- _Aim of the exercise_: From the records below, copy out exactly the lines from the one containing "repository e4a056995d2c339b" to the one containing "use stationmap_shared::StationMap;", both included. Add nothing else.
:: Records supplied
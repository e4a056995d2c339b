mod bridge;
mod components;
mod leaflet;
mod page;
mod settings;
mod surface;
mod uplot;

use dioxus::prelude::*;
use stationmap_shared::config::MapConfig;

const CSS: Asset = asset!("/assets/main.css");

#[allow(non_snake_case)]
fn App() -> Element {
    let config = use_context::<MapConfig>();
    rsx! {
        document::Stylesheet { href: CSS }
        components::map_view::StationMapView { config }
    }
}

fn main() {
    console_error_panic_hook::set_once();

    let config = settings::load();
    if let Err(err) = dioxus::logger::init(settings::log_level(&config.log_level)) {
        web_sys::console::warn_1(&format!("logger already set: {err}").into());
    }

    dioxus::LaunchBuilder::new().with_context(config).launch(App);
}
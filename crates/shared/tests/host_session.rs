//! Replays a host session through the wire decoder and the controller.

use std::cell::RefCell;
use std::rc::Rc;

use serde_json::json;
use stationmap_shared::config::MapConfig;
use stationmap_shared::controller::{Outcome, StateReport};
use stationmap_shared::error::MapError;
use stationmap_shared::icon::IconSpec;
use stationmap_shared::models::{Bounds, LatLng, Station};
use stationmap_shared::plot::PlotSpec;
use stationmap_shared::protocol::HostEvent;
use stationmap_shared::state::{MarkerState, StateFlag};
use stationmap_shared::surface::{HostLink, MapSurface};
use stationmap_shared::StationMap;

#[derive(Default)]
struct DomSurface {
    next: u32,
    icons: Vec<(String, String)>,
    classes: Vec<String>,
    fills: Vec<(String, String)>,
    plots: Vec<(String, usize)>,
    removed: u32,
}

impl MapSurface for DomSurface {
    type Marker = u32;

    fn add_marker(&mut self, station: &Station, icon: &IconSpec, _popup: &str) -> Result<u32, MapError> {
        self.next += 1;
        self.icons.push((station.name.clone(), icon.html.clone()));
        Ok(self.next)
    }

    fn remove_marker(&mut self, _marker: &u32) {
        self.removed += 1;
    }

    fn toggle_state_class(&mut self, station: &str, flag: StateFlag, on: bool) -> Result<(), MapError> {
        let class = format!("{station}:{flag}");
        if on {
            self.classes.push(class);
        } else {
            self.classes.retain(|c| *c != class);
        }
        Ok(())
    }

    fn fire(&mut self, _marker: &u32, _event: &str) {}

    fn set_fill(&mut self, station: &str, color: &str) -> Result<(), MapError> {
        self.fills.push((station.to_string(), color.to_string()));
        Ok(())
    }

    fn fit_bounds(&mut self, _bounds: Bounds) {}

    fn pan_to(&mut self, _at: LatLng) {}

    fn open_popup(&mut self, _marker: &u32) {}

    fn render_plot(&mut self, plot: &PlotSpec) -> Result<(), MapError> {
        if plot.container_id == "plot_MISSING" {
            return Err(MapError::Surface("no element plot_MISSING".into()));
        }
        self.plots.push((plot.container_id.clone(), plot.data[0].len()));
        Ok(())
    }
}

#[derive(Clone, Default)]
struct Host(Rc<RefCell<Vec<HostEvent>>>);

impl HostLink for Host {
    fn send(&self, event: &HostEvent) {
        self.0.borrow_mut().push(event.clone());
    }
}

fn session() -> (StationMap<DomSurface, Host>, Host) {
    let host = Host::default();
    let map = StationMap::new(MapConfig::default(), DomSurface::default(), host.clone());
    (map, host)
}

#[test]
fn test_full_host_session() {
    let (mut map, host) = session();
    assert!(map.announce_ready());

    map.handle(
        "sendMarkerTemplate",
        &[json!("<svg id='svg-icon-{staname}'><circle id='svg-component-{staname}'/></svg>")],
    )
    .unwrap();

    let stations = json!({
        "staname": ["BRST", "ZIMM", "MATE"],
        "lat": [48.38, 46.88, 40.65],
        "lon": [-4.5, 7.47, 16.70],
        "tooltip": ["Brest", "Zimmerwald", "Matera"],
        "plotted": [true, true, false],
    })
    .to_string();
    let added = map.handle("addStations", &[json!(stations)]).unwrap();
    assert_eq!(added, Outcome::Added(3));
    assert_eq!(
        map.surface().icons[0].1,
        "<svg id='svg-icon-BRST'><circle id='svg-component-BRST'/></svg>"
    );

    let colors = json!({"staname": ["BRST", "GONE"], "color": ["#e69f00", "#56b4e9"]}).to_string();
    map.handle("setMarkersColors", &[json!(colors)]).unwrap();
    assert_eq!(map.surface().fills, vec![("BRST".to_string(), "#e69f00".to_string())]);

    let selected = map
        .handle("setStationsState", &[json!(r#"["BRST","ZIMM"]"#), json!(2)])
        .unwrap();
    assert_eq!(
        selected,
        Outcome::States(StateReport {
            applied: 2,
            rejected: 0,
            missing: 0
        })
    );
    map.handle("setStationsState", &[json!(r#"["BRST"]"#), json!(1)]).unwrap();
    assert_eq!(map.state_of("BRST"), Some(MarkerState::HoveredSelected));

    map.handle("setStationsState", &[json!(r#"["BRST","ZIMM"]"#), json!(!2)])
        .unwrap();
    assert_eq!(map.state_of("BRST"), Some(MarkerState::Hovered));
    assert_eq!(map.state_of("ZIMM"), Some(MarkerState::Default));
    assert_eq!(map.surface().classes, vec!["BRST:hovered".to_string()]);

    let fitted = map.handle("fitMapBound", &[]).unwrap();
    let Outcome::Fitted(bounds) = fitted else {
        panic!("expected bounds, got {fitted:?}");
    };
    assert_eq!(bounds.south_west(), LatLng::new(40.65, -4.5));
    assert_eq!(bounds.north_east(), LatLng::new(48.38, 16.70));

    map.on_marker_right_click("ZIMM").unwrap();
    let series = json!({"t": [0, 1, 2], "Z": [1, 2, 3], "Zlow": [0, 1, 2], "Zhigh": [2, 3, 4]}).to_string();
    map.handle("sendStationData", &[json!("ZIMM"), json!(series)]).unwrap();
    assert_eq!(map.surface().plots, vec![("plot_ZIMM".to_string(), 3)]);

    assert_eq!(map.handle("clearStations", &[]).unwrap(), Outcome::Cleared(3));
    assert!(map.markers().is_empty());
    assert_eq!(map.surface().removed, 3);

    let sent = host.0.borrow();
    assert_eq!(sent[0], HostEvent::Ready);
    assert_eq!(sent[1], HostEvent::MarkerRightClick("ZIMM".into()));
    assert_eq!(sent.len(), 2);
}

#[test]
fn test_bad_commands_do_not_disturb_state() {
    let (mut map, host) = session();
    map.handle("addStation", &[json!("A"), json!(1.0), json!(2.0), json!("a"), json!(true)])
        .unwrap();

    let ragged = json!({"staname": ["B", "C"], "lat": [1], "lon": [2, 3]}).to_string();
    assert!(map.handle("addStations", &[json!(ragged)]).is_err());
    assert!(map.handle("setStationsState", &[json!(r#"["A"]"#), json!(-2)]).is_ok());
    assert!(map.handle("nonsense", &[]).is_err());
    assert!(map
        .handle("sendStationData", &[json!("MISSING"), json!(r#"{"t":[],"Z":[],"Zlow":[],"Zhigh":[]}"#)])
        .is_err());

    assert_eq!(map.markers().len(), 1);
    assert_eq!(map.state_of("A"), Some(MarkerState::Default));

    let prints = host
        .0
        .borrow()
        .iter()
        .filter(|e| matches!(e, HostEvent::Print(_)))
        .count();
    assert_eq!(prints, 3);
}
::::
:: Records supplied
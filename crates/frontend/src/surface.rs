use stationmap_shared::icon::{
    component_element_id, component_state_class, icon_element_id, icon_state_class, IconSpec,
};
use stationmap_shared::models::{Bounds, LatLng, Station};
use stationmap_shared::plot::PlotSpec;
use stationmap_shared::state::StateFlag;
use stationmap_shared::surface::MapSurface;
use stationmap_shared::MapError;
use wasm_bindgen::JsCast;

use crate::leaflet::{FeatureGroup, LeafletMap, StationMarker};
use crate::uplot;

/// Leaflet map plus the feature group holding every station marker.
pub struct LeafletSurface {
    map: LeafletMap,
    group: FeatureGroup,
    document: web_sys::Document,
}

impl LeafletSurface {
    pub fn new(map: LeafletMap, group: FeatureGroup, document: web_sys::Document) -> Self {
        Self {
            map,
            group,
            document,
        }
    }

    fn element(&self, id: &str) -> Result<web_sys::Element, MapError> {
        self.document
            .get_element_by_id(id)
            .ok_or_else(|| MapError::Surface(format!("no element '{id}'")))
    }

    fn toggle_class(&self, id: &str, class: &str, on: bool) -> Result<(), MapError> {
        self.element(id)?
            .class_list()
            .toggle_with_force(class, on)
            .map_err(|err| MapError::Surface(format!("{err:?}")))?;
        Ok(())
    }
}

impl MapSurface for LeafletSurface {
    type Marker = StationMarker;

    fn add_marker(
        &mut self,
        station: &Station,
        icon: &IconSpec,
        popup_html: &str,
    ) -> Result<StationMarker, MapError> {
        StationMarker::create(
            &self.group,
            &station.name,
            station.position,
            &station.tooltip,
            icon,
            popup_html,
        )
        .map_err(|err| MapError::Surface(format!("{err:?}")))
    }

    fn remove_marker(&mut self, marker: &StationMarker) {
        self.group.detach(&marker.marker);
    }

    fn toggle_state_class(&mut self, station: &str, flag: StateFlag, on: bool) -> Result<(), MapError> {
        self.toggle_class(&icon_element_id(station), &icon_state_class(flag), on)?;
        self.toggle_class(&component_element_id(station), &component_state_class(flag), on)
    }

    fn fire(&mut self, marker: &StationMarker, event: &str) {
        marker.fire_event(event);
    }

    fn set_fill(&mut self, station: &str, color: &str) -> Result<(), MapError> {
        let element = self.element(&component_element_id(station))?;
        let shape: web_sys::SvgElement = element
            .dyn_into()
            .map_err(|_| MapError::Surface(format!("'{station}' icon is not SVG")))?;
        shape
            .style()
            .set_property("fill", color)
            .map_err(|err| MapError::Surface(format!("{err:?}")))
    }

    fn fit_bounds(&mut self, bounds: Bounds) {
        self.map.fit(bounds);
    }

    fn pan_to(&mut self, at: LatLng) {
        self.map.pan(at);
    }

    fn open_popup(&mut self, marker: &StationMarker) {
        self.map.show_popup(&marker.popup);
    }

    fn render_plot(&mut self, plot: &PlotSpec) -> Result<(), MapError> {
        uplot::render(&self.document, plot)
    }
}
::::
- _Result_:
repository e4a056995d2c339b
mod bridge;
mod components;
mod leaflet;
mod page;
mod settings;
mod surface;
mod uplot;

use dioxus::prelude::*;
use stationmap_shared::config::MapConfig;

const CSS: Asset = asset!("/assets/main.css");

#[allow(non_snake_case)]
fn App() -> Element {
    let config = use_context::<MapConfig>();
    rsx! {
        document::Stylesheet { href: CSS }
        components::map_view::StationMapView { config }
    }
}

fn main() {
    console_error_panic_hook::set_once();

    let config = settings::load();
    if let Err(err) = dioxus::logger::init(settings::log_level(&config.log_level)) {
        web_sys::console::warn_1(&format!("logger already set: {err}").into());
    }

    dioxus::LaunchBuilder::new().with_context(config).launch(App);
}
filename crates/shared/tests/host_session.rs
//! Replays a host session through the wire decoder and the controller.

use std::cell::RefCell;
use std::rc::Rc;

use serde_json::json;
use stationmap_shared::config::MapConfig;
use stationmap_shared::controller::{Outcome, StateReport};
use stationmap_shared::error::MapError;
use stationmap_shared::icon::IconSpec;
use stationmap_shared::models::{Bounds, LatLng, Station};
use stationmap_shared::plot::PlotSpec;
use stationmap_shared::protocol::HostEvent;
use stationmap_shared::state::{MarkerState, StateFlag};
use stationmap_shared::surface::{HostLink, MapSurface};
use stationmap_shared::StationMap;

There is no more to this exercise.